Dall’ondoso periglio
salvo mi porta al lido
il mio propizio fato.
Qui la celeste Parca non tronca ancor la stame alla mia vita !
Ma dove andrò ?
E chi mi porge aita ?
Ove son le legioni (…) ?Cesare, Giulio Cesare,
Atto III, szene 4
» M’arrachant aux dangers de la mer,
mon destin propice
m’a porté jusqu’au rivage.
La céleste Parque n’a pas encore tranché le fil de ma vie !
Mais où irais-je ?
Et qui me viendra en aide ?
Où sont mes légions (…) ?
César, Giulio Cesare,
Acte III, scène 4
Le livret de l’opéra Giulio Cesare de Händel s’inspire de l’épopée égyptienne de Jules César. Si son auteur Nicola Francesco Haym a pris de nombreuses libertés vis-à-vis de la réalité historique, il n’en reste pas moins que la trame du récit se base sur des faits réels :
En – 48, la guerre civile fait rage entre César et le dernier défenseur du système républicain : Pompée. César triomphe de son ancien collègue du triumvirat lors de la victoire décisive de Pharsale, en Thessalie. Pompée part alors en Egypte se réfugier chez Ptolémée XIII afin de reconstituer ses forces.

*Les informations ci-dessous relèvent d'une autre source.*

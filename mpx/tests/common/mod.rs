#![allow(dead_code)]

use lazy_static::lazy_static;
use mpx::MpFloat;

lazy_static! {
    pub static ref THIRD: MpFloat = MpFloat::from(1.0) / MpFloat::from(3.0);
    pub static ref TWO_THIRDS: MpFloat = MpFloat::from(2.0) / MpFloat::from(3.0);
    pub static ref ZERO: MpFloat = MpFloat::new();
}

pub fn parse(s: &str) -> MpFloat {
    MpFloat::parse(s, 1024).unwrap()
}

// Reads the NUL-terminated prefix of `buf`.
pub fn c_str(buf: &[u8]) -> &str {
    let end = buf.iter().position(|b| *b == 0).expect("missing NUL terminator");
    std::str::from_utf8(&buf[..end]).unwrap()
}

Puisque Pompée a aidé autrefois le père de l’actuel souverain (Ptolémée Aulète), il suppose que le jeune pharaon ne se montrera pas ingrat.
Or, Ptolémée fait assassiner Pompée (cf. récit de Plutarque) afin de gagner les faveurs de César. Ce dernier débarque à Alexandrie avec ses légions pour poursuivre Pompée mais il arrive seulement pour recevoir la tête de son ex-beau père comme cadeau de bienvenue. Révolté par tant de traîtrise et charmé par la belle Cléopâtre VII (qui se fait livrer dans ses appartements dans son plus simple appareil et roulée dans un tapis d’après la légende), le vainqueurs des Gaules l’impose comme reine aux côtés de son frère (et époux) Ptolémée.

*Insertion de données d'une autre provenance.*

// Want this to be as large as the longest specifier `Specifier` can produce,
// which is currently "%.99RYg" (7 bytes) plus its NUL terminator.
pub(crate) const SPEC_BUF_LEN: usize = 32;

// Room for "%.99Rg" output: sign, 99 digits, point and an exponent of any
// width MPFR supports, plus the NUL terminator.
pub(crate) const BUFFER_LEN: usize = 128;

/// Largest digit count accepted when building a specifier.
pub const MAX_DIGITS: u32 = 99;

/// Digit count used by `FormatOptions::default()`, same as printf's `%g`.
pub const DEFAULT_DIGITS: u32 = 6;

/// Significant digits used by `Display` when no precision is given.
pub const DISPLAY_DIGITS: u32 = 32;

/// Mantissa bits used when no precision is given.
pub const DEFAULT_PREC: u32 = 128;

pub(crate) const NAN: &str = "NaN";
pub(crate) const INFINITY: &str = "inf";
pub(crate) const NEG_INFINITY: &str = "-inf";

Bien évidemment, Ptolémée voit la perte de son pouvoir d’un fort mauvais œil : non seulement, son pays est occupé par les troupes romaines mais il doit en plus co-régner avec Cléopâtre, dont il apprécie moins le nez que César.

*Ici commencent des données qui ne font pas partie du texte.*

use crate::action::VersusSquaddieResistance;
use crate::attribute::AttributeModifier;
use crate::ids::{ActionTemplateId, SquaddieTemplateId};

use super::SquaddieAffiliation;

/// Base defenses before attribute modifiers.
#[derive(Clone, Copy, Debug, Default, PartialEq, Eq)]
#[cfg_attr(feature = "serde", derive(serde::Serialize, serde::Deserialize))]
#[cfg_attr(feature = "serde", serde(default))]
pub struct SquaddieDefenses {
    pub armor: i32,
    pub body: i32,
    pub mind: i32,
    pub soul: i32,
}

impl SquaddieDefenses {
    /// Base value rolled against, `None` for effects that never roll.
    pub fn against(&self, resistance: VersusSquaddieResistance) -> Option<i32> {
        match resistance {
            VersusSquaddieResistance::Armor => Some(self.armor),
            VersusSquaddieResistance::Body => Some(self.body),
            VersusSquaddieResistance::Mind => Some(self.mind),
            VersusSquaddieResistance::Soul => Some(self.soul),
            VersusSquaddieResistance::Other => None,
        }
    }
}

/// Static description shared by every battle squaddie created from it.
#[derive(Clone, Debug, PartialEq, Eq)]
#[cfg_attr(feature = "serde", derive(serde::Serialize, serde::Deserialize))]
pub struct SquaddieTemplate {
    pub id: SquaddieTemplateId,
    pub name: String,
    pub affiliation: SquaddieAffiliation,
    pub max_hit_points: u32,
    #[cfg_attr(feature = "serde", serde(default))]
    pub defenses: SquaddieDefenses,
    #[cfg_attr(feature = "serde", serde(default = "default_movement"))]
    pub movement_per_action: u32,
    #[cfg_attr(feature = "serde", serde(default))]
    pub action_template_ids: Vec<ActionTemplateId>,
    /// Modifiers every battle squaddie of this template starts with.
    #[cfg_attr(feature = "serde", serde(default))]
    pub attribute_modifiers: Vec<AttributeModifier>,
}

#[cfg(feature = "serde")]
fn default_movement() -> u32 {
    SquaddieTemplate::DEFAULT_MOVEMENT
}

impl SquaddieTemplate {
    pub const DEFAULT_MOVEMENT: u32 = 2;

    pub fn new(
        id: impl Into<SquaddieTemplateId>,
        name: impl Into<String>,
        affiliation: SquaddieAffiliation,
        max_hit_points: u32,
    ) -> Self {
        Self {
            id: id.into(),
            name: name.into(),
            affiliation,
            max_hit_points,
            defenses: SquaddieDefenses::default(),
            movement_per_action: Self::DEFAULT_MOVEMENT,
            action_template_ids: Vec::new(),
            attribute_modifiers: Vec::new(),
        }
    }

    pub fn with_defenses(mut self, defenses: SquaddieDefenses) -> Self {
        self.defenses = defenses;
        self
    }

    pub fn with_armor(mut self, armor: i32) -> Self {
        self.defenses.armor = armor;
        self
    }

    pub fn with_movement(mut self, movement_per_action: u32) -> Self {
        self.movement_per_action = movement_per_action;
        self
    }

    pub fn with_action(mut self, action_template_id: impl Into<ActionTemplateId>) -> Self {
        self.action_template_ids.push(action_template_id.into());
        self
    }

    pub fn with_attribute_modifier(mut self, modifier: AttributeModifier) -> Self {
        self.attribute_modifiers.push(modifier);
        self
    }

    pub fn knows_action(&self, action_template_id: &ActionTemplateId) -> bool {
        self.action_template_ids.contains(action_template_id)
    }
}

A la fin de l’année – 48, Ptolémée est l’instigateur d’une insurrection contre les Romains. Au palais d’Alexandrie, Jules César est pris au piège. La ville entière entre soudainement en rébellion. Ses troupes sont submergées par celles de Ptolémée et par la population hostile. César ordonne alors un repli vers le port où se trouvent les navires de sa flotte. Mais les manoeuvres sont difficiles dans les ruelles d’Alexandrie. Les légionnaires, pris par surprise, mal organisés et isolés par petits groupes perdent peu à peu du terrain face à leurs adversaires. Pour empêcher que ses précieuses trirêmes tombent aux mains de l’ennemi, César est contraint de mettre le feu à ses propres navires. Le vent portera le feu jusqu’à la fameuse bibliothèque… Les augures n’étant décidément pas favorables, l’auguste imperator (titre honorifique accordé à un général victorieux), se retrouve encerclé et se jette à l’eau pour éviter la capture. Humiliation suprême, il se débarrasse de son paladumentum, manteau écarlate synonyme de sa qualité. En effet, l’étoffe le gênait pour nager et permettait aux archers ennemis d’ajuster leurs tirs.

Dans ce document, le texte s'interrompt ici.